Pour le TGI de Bordeaux, l’urgentiste rwandais accusé de génocide est présumé innocent

Publié le 08/11/2011

Une association a été reconnue coupable de non-respect de la présomption d’innocence, ce mardi, par le tribunal de grande instance de Bordeaux, après que ses membres ont publiquement accusé un médecin rwandais d’avoir participé au génocide de 1994 au Rwanda.

La plainte du Dr Sosthène Munyemana faisait suite à une manifestation organisée le 30 janvier 2010 par l’association Cauri devant l’hôpital Saint-Cyr de Villeneuve-sur-Lot (Lot-et-Garonne), où il est médecin urgentiste depuis 2001. Les manifestants avaient brandi des pancartes indiquant « Pas d’asile pour les génocidaires » et distribué des tracts visant une « personne qui a pu en envoyer (d’autres) par dizaines à la mort ». Des membres de l’association avaient également tenu dans le journal « Sud Ouest » des propos similaires.

Le jugement observe que « les publications au sujet des faits, exceptionnels par leur horreur, qui se sont déroulés au Rwanda, restent soumises au principe de la présomption d’innocence [qualifiée ailleurs dans le jugement "d’exigence fondamentale"] alors même que les exigences de vérité et celles des historiens justifieraient que la justice puisse enfin se prononcer sur l’imputabilité de ces faits ».

Le tribunal, notant que le médecin n’a pas subi de préjudice matériel puisqu’il a gardé son emploi, a limité la réparation à un encart dans « Sud Ouest » rendant compte du jugement et au remboursement au médecin de 1 500 euros de frais de justice, lui refusant les dommages et intérêts qu’il réclamait.

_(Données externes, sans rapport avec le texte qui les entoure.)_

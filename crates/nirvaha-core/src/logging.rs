//! Console logging setup.
//!
//! ```ignore
//! use nirvaha_core::logging::LoggingBuilder;
//!
//! LoggingBuilder::new()
//!     .with_filter("nirvaha=debug")
//!     .init()?;
//! ```
//!
//! `RUST_LOG`, when set, replaces the configured filter.

use tracing_subscriber::prelude::*;
use tracing_subscriber::{fmt, EnvFilter};

use crate::config::DEFAULT_LOG_FILTER;
use crate::error::{NirvahaError, NirvahaResult};

/// Builder for the global tracing subscriber.
pub struct LoggingBuilder {
    env_filter: String,
    ansi: bool,
    with_target: bool,
}

impl Default for LoggingBuilder {
    fn default() -> Self {
        Self::new()
    }
}

impl LoggingBuilder {
    pub fn new() -> Self {
        Self {
            env_filter: DEFAULT_LOG_FILTER.to_string(),
            ansi: true,
            with_target: true,
        }
    }

    /// Set the filter directive (e.g., "nirvaha=info,nirvaha_core=debug").
    pub fn with_filter(mut self, filter: impl Into<String>) -> Self {
        self.env_filter = filter.into();
        self
    }

    /// Disable ANSI colours (for piping logs to a file).
    pub fn no_ansi(mut self) -> Self {
        self.ansi = false;
        self
    }

    /// Hide the module target in each line.
    pub fn no_target(mut self) -> Self {
        self.with_target = false;
        self
    }

    /// Resolve the effective filter: `RUST_LOG` first, then the configured one.
    pub fn build_filter(&self) -> NirvahaResult<EnvFilter> {
        if let Ok(filter) = EnvFilter::try_from_default_env() {
            return Ok(filter);
        }
        EnvFilter::try_new(&self.env_filter)
            .map_err(|e| NirvahaError::Logging(format!("invalid filter '{}': {}", self.env_filter, e)))
    }

    /// Install the subscriber globally. Fails if one is already set.
    pub fn init(self) -> NirvahaResult<()> {
        let filter = self.build_filter()?;
        let fmt_layer = fmt::layer()
            .with_ansi(self.ansi)
            .with_target(self.with_target);

        tracing_subscriber::registry()
            .with(filter)
            .with(fmt_layer)
            .try_init()
            .map_err(|e| NirvahaError::Logging(e.to_string()))
    }
}

#[cfg(test)]
mod tests {
    use super::*;

    #[test]
    fn test_default_filter_parses() {
        let builder = LoggingBuilder::new();
        assert_eq!(builder.env_filter, DEFAULT_LOG_FILTER);
        assert!(EnvFilter::try_new(&builder.env_filter).is_ok());
    }

    #[test]
    fn test_builder_options() {
        let builder = LoggingBuilder::new()
            .with_filter("nirvaha_core=debug")
            .no_ansi()
            .no_target();
        assert_eq!(builder.env_filter, "nirvaha_core=debug");
        assert!(!builder.ansi);
        assert!(!builder.with_target);
    }
}
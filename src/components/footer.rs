//! Site footer: brand blurb, link columns, internship call-out,
//! newsletter field and copyright line.

use chrono::Datelike;
use dioxus::prelude::*;
use nirvaha_core::contact::{FOOTER_APPLY_LABEL, INTERNSHIP_FORM_URL};
use nirvaha_core::nav::{footer_groups, FooterLink, NewsletterForm};
use nirvaha_core::site::{BRAND_BLURB, BRAND_NAME};
use nirvaha_ui::{Button, ButtonVariant, ExternalButton, Input};

#[component]
pub fn Footer() -> Element {
    let mut newsletter = use_signal(NewsletterForm::default);
    let year = chrono::Local::now().year();

    let on_subscribe = move |e: FormEvent| {
        e.prevent_default();
        newsletter.write().submit();
    };

    rsx! {
        footer { class: "footer",
            div { class: "footer-grid",
                div { class: "footer-brand",
                    h3 { class: "footer-brand-name", "{BRAND_NAME}" }
                    p { class: "footer-blurb", "{BRAND_BLURB}" }
                }

                for group in footer_groups() {
                    div { key: "{group.title}", class: "footer-column",
                        h4 { class: "footer-heading", "{group.title}" }
                        ul { class: "footer-links",
                            for link in group.links.iter().copied() {
                                li { key: "{link.name}", FooterEntry { link } }
                            }
                        }
                    }
                }
            }

            div { class: "footer-callout",
                div {
                    h4 { class: "footer-heading", "Join our internship program" }
                    p { class: "footer-blurb",
                        "Grow with a team building mindful technology."
                    }
                }
                ExternalButton { href: INTERNSHIP_FORM_URL.to_string(), "{FOOTER_APPLY_LABEL}" }
            }

            form { class: "newsletter", onsubmit: on_subscribe,
                Input {
                    value: newsletter.read().email.clone(),
                    oninput: move |email: String| newsletter.write().set_email(email),
                    input_type: "email".to_string(),
                    label: "Newsletter e-mail".to_string(),
                    placeholder: "Enter your email".to_string(),
                }
                Button { variant: ButtonVariant::Primary, button_type: "submit".to_string(), "Subscribe" }
            }

            p { class: "footer-copyright",
                "© {year} {BRAND_NAME}. All rights reserved."
            }
        }
    }
}

#[component]
fn FooterEntry(link: FooterLink) -> Element {
    if link.external {
        return rsx! {
            a {
                class: "footer-link",
                href: link.path,
                target: "_blank",
                rel: "noopener noreferrer",
                "{link.name}"
            }
        };
    }

    rsx! {
        Link { to: link.path, class: "footer-link",
            "{link.name}"
            if link.highlight {
                span { class: "badge-new", "New" }
            }
        }
    }
}
//! Divine Chat: a simulated conversation with a spiritual guide
//!
//! # Message Flow
//!
//! 1. `submit()` appends the user message and returns a [`PendingReply`]
//! 2. The UI spawns `PendingReply::settle(delay)`, which sleeps and then
//!    draws a reply from [`REPLY_POOL`]
//! 3. `deliver()` appends it, unless the guide was switched in between
//!
//! ```ignore
//! let mut chat = DivineChat::new(SpiritualGuide::Shiva);
//! if let Some(pending) = chat.submit("Teach me meditation") {
//!     let reply = pending.settle(REPLY_DELAY).await;
//!     chat.deliver(reply);
//! }
//! ```

mod conversation;
mod message;

pub use conversation::{
    pick_reply, AssistantReply, DivineChat, PendingReply, REPLY_DELAY, REPLY_POOL,
    VOICE_PLACEHOLDER,
};
pub use message::ChatMessage;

Cette décision a néanmoins été considérée comme « satisfaisante » par l’avocat du médecin rwandais, Me Jean-Yves Dupeux, car, selon lui, « c’est la première fois qu’un tribunal réagit de cette manière en réaffirmant le grand principe de la présomption d’innocence ».

L’ancien médecin de Butare (sud du Rwanda) est fiché par Interpol pour génocide et crime de guerre depuis 2006, à la suite d’un mandat d’arrêt international émis par Kigali. La chambre de l’instruction de la cour d’appel de Bordeaux avait rejeté en octobre 2010 sa demande d’extradition. Sosthène Munyemana est également visé par une information judiciaire ouverte en 1995 à Bordeaux et transférée en 2001 à Paris. Il a dans cette procédure le statut de témoin assisté.